Мейрик громко рассмеялся, с откровенной иронией глядя на своих гостей. Прожженный английский дипломат, как любой здравомыслящий человек, не верил ни в мистику, ни в оккультные науки, а как опытный негоциант допускал, что собеседник – законченный пройдоха, именно в этот момент пытающийся его одурачить. – В юности мне довелось встретиться со знаменитым тогда адептом-алхимиком, имени которого уже не помню. Сей славный муж пообещал одному богатому лорду улучшить качество его золота посредством погребения в землю и полива тайными субстанциями. Восемьдесят золотых дукатов были закопаны в саду и исправно поливались предписанными отварами до тех пор, пока адепт не исчез вместе с деньгами.

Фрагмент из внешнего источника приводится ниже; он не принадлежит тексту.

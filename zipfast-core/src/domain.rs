// zipfast_core/src/domain.rs
use crate::error::{Result, ZipfastError};
use crate::ratio::scaled_percent;
use std::path::{Path, PathBuf};

/// Where an input's bytes come from.
#[derive(Clone, Debug)]
pub enum ContentHandle {
    Path(PathBuf),
    Memory(Vec<u8>),
}

#[derive(Clone, Debug)]
pub struct FileDescriptor {
    /// Entry path inside the archive.
    pub name: String,
    /// Declared size in bytes. Advisory only.
    pub size: u64,
    pub mime_type: String,
    /// Descriptors without content are skipped when packing.
    pub content: Option<ContentHandle>,
}

impl FileDescriptor {
    pub fn from_bytes(name: impl Into<String>, bytes: Vec<u8>) -> Self {
        let name = name.into();
        Self {
            mime_type: mime_for(&name).to_string(),
            size: bytes.len() as u64,
            content: Some(ContentHandle::Memory(bytes)),
            name,
        }
    }

    /// Describe a host file; the entry is named after the file's last path component.
    pub fn from_path(path: &Path) -> Result<Self> {
        let name = path
            .file_name()
            .map(|n| n.to_string_lossy().to_string())
            .unwrap_or_else(|| path.display().to_string());
        Self::from_path_as(path, name)
    }

    pub fn from_path_as(path: &Path, name: impl Into<String>) -> Result<Self> {
        let name = name.into();
        let md = std::fs::metadata(path).map_err(|source| ZipfastError::Read {
            name: name.clone(),
            source,
        })?;
        if !md.is_file() {
            return Err(ZipfastError::Read {
                name,
                source: std::io::Error::new(std::io::ErrorKind::InvalidInput, "not a regular file"),
            });
        }
        Ok(Self {
            mime_type: mime_for(&name).to_string(),
            size: md.len(),
            content: Some(ContentHandle::Path(path.to_path_buf())),
            name,
        })
    }
}

fn mime_for(name: &str) -> &'static str {
    let ext = name
        .rsplit_once('.')
        .map(|(_, e)| e.to_ascii_lowercase())
        .unwrap_or_default();
    match ext.as_str() {
        "txt" | "log" => "text/plain",
        "csv" => "text/csv",
        "html" | "htm" => "text/html",
        "json" => "application/json",
        "pdf" => "application/pdf",
        "zip" => "application/zip",
        "png" => "image/png",
        "jpg" | "jpeg" => "image/jpeg",
        "gif" => "image/gif",
        "svg" => "image/svg+xml",
        "mp4" => "video/mp4",
        "mp3" => "audio/mpeg",
        _ => "application/octet-stream",
    }
}

/// Bookkeeping for one pipeline run. Lives only as long as the run.
#[derive(Debug)]
pub struct ArchiveJob {
    processed_count: usize,
    total_count: usize,
    progress_percent: u8,
}

impl ArchiveJob {
    pub fn new(total_count: usize) -> Self {
        Self {
            processed_count: 0,
            total_count,
            progress_percent: 0,
        }
    }

    pub fn processed_count(&self) -> usize {
        self.processed_count
    }

    pub fn total_count(&self) -> usize {
        self.total_count
    }

    pub fn progress_percent(&self) -> u8 {
        self.progress_percent
    }

    /// Count one more input as handled and return the read-phase progress.
    pub(crate) fn advance(&mut self, read_phase_budget: u8) -> u8 {
        self.processed_count = (self.processed_count + 1).min(self.total_count);
        let pct = scaled_percent(self.processed_count, self.total_count, read_phase_budget);
        self.set_progress(pct)
    }

    /// Progress never moves backwards.
    pub(crate) fn set_progress(&mut self, pct: u8) -> u8 {
        self.progress_percent = self.progress_percent.max(pct.min(100));
        self.progress_percent
    }
}

#[derive(Clone, Debug)]
pub struct ArchiveResult {
    compressed_blob: Vec<u8>,
    original_total_size: u64,
    compressed_size: u64,
    compression_ratio_percent: i64,
    file_count: usize,
}

impl ArchiveResult {
    pub(crate) fn new(
        compressed_blob: Vec<u8>,
        original_total_size: u64,
        file_count: usize,
    ) -> Self {
        let compressed_size = compressed_blob.len() as u64;
        Self {
            compression_ratio_percent: crate::ratio::compute_ratio(
                original_total_size,
                compressed_size,
            ),
            compressed_blob,
            original_total_size,
            compressed_size,
            file_count,
        }
    }

    pub fn compressed_blob(&self) -> &[u8] {
        &self.compressed_blob
    }

    pub fn into_blob(self) -> Vec<u8> {
        self.compressed_blob
    }

    pub fn original_total_size(&self) -> u64 {
        self.original_total_size
    }

    pub fn compressed_size(&self) -> u64 {
        self.compressed_size
    }

    pub fn compression_ratio_percent(&self) -> i64 {
        self.compression_ratio_percent
    }

    /// Entries in the archive (after name collisions collapsed).
    pub fn file_count(&self) -> usize {
        self.file_count
    }
}

/// One entry as seen when reading an archive back.
#[derive(Clone, Debug, PartialEq, Eq)]
pub struct EntryRow {
    pub name: String,
    pub size: u64,
    pub compressed_size: u64,
}
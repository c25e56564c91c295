mod application;
mod presentation;

use tracing_subscriber::{EnvFilter, fmt, prelude::*};
use zipfast_core::error::Result;

#[tokio::main]
async fn main() -> Result<()> {
    tracing_subscriber::registry()
        .with(fmt::layer().with_writer(std::io::stderr))
        .with(EnvFilter::try_from_default_env().unwrap_or_else(|_| EnvFilter::new("info")))
        .init();

    application::run().await
}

– Понимаю, сэр, вам нужны доказательства моего искусства! – мрачно кивнул головой Артур Ди и достал из поясной сумки небольшой футляр из слоновой кости. Осторожно открыв его, он показал Мейрику черный, до блеска отполированный кристалл, лежавший на подложке из красного бархата.
– Знаете, что это?
– Господь с вами! Откуда?
– Это «глазок». Магический кристалл, подаренный мне ангелом Уриилом. С его помощью можно поддерживать связь с духами, обитающими за пределами человеческого мира! Хотите узнать свое будущее прямо сейчас?
– Сделайте милость!
Ди встал, вынул кристалл из футляра и с таинственным видом водрузил его посередине стола на восковую печать-пентакль. Оставшись стоять, он движением руки предложил Келли занять свое место в кресле. Келли уселся напротив чудесного артефакта. Пристально вглядываясь в него, он уже скоро впал в глубокий транс и принялся спазматическими гортанными звуками изрекать некие послания, полученные от потусторонних созданий. На первый взгляд это был бессмысленный набор цифр и произвольная комбинация букв, складывавшихся в слова неизвестного языка. Ди, стоявший за спиной Келли, изобразив на лице благоговение и экстаз, расшифровывал эти послания на человеческий язык. Очень скоро выяснилось, что на магический сеанс к адептам пришел целый консилиум потусторонних духов, представившихся ангелами Гальве и Рафаэлем и девочкой-эльфом Мадиной, битый час, по мнению посла, моловших неописуемую чепуху из мешанины полного абсурда и несусветной глупости.
В результате этого сеанса Мейрик вдруг узнал, что все у него сложится хорошо. Деньги, слава, расположение короля! Но чтобы предсказание свершилось в будущем, сейчас ему необходимо не спускать глаз со своего окружения. После смутных и загадочных посланий, более похожих на причудливый бред душевнобольного человека, невероятная болтушка Мадина пояснила на хорошем греческом языке, что «ангелы» имели в виду. По ее словам, один из секретарей посольства, Ричард Свифт, подкуплен голландским дипломатом Исааком Массой. Собственно, на этом сеанс и закончился. Явившийся с опозданием ангел Габриэль еще пытался отправить людям свои духовные послания, но тонкая связующая нить между мирами резко оборвалась. Исчезли ангельские голоса, пропали их колышущиеся в чистых гранях кристалла образы.